- _Material to process_:
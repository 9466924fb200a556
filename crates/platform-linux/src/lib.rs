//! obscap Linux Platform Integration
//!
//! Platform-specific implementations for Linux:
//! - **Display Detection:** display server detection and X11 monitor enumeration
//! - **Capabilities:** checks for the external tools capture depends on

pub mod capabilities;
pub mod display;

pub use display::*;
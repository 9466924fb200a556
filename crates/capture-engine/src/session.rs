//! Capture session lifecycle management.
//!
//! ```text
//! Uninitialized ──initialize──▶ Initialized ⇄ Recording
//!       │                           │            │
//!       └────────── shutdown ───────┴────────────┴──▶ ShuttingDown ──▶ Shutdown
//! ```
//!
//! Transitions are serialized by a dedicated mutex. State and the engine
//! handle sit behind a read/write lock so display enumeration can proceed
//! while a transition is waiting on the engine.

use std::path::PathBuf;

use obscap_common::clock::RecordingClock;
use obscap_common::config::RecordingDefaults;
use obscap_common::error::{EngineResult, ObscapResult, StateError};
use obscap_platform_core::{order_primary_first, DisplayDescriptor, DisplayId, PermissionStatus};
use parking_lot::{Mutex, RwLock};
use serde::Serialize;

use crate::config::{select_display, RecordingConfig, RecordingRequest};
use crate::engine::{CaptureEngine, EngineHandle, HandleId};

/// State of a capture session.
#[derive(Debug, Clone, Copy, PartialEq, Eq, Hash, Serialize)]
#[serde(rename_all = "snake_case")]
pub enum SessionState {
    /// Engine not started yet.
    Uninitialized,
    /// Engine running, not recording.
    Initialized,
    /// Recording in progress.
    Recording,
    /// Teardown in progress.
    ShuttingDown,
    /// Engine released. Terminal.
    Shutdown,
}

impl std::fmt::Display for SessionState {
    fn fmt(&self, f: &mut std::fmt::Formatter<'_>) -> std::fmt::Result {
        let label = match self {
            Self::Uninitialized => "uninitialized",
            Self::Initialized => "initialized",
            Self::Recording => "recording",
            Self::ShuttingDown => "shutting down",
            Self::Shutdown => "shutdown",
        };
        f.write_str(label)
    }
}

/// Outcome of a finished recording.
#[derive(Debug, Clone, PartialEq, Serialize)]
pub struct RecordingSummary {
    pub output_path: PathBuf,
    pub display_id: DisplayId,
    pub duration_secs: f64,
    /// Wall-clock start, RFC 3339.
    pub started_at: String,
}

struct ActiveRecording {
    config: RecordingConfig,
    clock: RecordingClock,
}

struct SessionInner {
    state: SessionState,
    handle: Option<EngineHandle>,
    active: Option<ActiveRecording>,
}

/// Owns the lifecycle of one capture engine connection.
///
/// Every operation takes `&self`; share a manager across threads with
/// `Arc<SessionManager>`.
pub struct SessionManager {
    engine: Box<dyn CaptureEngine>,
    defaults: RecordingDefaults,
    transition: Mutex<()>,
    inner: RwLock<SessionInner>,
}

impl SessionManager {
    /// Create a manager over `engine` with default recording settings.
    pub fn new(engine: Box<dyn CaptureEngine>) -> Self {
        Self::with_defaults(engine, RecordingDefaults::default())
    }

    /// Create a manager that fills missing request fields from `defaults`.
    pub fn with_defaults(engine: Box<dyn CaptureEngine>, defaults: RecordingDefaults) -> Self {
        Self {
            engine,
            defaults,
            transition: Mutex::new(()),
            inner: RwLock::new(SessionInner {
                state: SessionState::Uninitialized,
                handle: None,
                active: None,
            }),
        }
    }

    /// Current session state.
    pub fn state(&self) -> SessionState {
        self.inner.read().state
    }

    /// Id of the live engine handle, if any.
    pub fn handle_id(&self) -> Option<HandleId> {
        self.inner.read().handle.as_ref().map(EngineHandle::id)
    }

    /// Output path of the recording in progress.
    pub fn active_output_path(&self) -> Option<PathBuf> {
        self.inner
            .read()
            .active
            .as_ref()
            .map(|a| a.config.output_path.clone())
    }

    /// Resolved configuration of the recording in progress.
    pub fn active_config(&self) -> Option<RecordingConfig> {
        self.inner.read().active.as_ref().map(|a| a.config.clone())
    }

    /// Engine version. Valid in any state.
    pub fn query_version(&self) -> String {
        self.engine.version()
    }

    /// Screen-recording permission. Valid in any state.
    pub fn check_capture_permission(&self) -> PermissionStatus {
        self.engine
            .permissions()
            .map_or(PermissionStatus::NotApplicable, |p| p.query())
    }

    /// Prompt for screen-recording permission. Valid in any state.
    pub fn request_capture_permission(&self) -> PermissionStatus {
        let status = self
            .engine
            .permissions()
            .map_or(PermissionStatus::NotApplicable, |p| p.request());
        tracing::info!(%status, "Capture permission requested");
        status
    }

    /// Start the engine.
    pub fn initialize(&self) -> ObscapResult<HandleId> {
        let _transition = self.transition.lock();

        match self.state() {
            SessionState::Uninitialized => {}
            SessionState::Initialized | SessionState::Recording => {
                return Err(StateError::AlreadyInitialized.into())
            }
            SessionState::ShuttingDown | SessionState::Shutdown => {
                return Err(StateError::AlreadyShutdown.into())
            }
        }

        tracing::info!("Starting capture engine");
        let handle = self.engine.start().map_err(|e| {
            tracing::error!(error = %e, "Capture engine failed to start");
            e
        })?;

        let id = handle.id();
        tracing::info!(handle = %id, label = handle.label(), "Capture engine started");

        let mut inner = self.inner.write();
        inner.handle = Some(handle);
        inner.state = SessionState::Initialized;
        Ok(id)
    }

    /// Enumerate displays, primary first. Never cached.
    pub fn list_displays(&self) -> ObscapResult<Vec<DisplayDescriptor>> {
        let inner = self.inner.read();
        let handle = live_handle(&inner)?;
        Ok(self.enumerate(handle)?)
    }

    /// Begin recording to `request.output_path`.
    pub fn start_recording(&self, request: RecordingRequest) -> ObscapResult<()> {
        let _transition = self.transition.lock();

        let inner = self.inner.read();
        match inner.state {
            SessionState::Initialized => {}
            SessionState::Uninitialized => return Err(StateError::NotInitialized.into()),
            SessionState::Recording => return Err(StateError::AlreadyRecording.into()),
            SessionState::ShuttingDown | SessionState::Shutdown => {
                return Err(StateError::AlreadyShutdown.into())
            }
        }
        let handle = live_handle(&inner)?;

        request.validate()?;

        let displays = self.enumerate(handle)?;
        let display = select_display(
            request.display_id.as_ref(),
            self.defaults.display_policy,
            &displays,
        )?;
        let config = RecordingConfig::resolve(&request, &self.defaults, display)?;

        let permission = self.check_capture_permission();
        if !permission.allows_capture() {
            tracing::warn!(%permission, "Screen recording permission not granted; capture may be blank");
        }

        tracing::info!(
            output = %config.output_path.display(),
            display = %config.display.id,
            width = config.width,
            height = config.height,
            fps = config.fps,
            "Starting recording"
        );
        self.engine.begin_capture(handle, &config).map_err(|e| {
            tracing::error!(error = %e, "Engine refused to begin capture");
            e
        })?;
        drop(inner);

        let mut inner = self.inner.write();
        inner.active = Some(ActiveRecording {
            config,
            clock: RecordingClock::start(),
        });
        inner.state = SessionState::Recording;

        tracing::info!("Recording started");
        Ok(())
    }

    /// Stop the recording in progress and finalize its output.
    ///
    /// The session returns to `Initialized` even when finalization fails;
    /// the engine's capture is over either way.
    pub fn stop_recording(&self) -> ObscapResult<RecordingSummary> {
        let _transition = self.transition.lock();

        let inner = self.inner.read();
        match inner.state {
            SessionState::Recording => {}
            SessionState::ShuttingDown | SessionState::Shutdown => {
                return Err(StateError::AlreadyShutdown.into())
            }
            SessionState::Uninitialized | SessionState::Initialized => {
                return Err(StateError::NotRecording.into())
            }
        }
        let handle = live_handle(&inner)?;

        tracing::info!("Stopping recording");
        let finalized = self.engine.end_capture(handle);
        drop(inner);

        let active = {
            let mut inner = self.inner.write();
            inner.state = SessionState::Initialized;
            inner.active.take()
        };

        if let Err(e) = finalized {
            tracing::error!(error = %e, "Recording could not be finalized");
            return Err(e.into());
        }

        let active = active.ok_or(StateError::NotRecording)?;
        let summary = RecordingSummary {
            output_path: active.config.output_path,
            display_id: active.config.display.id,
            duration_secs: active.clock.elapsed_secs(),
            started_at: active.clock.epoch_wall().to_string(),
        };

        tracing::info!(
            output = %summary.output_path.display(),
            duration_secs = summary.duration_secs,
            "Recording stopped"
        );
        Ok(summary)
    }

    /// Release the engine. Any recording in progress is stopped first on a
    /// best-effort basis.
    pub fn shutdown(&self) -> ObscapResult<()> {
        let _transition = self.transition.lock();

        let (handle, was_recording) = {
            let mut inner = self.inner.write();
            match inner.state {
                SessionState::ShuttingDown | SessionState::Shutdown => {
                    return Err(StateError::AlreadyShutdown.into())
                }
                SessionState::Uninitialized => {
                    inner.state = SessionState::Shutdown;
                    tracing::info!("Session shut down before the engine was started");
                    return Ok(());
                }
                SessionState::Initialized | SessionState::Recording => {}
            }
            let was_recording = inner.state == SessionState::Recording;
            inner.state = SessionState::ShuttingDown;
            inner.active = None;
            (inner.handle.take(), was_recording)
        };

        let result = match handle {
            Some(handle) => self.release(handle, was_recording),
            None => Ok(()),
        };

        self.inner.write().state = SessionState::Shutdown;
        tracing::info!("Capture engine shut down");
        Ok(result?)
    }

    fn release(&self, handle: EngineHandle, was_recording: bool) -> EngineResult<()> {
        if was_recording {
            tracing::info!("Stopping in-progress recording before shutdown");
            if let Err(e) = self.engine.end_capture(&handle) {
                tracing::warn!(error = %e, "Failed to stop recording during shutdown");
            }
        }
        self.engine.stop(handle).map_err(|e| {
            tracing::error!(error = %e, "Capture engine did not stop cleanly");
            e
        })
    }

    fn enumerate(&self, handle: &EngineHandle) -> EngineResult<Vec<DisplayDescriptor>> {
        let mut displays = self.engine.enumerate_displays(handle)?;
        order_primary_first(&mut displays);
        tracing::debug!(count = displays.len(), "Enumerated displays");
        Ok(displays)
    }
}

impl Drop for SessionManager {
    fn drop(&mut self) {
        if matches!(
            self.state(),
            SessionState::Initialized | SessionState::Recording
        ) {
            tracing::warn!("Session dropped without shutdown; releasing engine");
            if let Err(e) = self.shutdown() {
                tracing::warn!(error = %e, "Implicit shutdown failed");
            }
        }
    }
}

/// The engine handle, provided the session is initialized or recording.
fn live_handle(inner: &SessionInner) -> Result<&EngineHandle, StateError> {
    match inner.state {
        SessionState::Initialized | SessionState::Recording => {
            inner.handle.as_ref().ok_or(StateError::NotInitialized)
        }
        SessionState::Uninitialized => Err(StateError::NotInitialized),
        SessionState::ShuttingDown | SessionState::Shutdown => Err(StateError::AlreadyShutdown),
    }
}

- _Work item_: Pick from the records each line that contains the word "PathBuf" and show it.

- _Output_:
use std::path::PathBuf;
    pub output_path: PathBuf,
    pub fn active_output_path(&self) -> Option<PathBuf> {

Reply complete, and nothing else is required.